To do:
Filter the listing below, please, and copy only the lines with the word "sentences".

Stored data:
=====

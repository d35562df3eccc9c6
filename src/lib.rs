// Copyright (c) 2025 Fabstir
// SPDX-License-Identifier: BUSL-1.1
//! OCR'd document chat
//!
//! Pages of text recognized from a document are split into sentences,
//! embedded with a sentence-transformer model and indexed in memory. Chat
//! turns retrieve the closest sentences and hand them, with the conversation,
//! to a remote completion API.

pub mod api;
pub mod chat;
pub mod cli;
pub mod completion;
pub mod config;
pub mod document;
pub mod embeddings;
pub mod ocr;
pub mod rag;
pub mod segmenter;
pub mod session;
pub mod storage;
pub mod version;

pub use chat::{ChatMessage, ChatRequest, ChatRole, Conversation, ExtractionField};
pub use completion::{CompletionClient, CompletionOutput, OpenAiCompletionClient};
pub use config::NodeConfig;
pub use document::{DocumentPage, SentencePayload, SentenceUnit};
pub use embeddings::{Embedder, EmbeddingService, HashingEmbedder, OnnxEmbeddingModel};
pub use rag::{RetrievalPipeline, VectorIndex};
pub use session::{ChatSession, SessionManager};
// Copyright (c) 2025 Fabstir
// SPDX-License-Identifier: BUSL-1.1
//! Completion relay endpoint module
//!
//! Provides POST /api/chat, which forwards a prepared message list to the
//! completion API with the caller's own credential.

pub mod handler;
pub mod request;

pub use handler::relay_chat_handler;
pub use request::RelayRequest;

=====

Completed task:
//! Pages of text recognized from a document are split into sentences,
//! turns retrieve the closest sentences and hand them, with the conversation,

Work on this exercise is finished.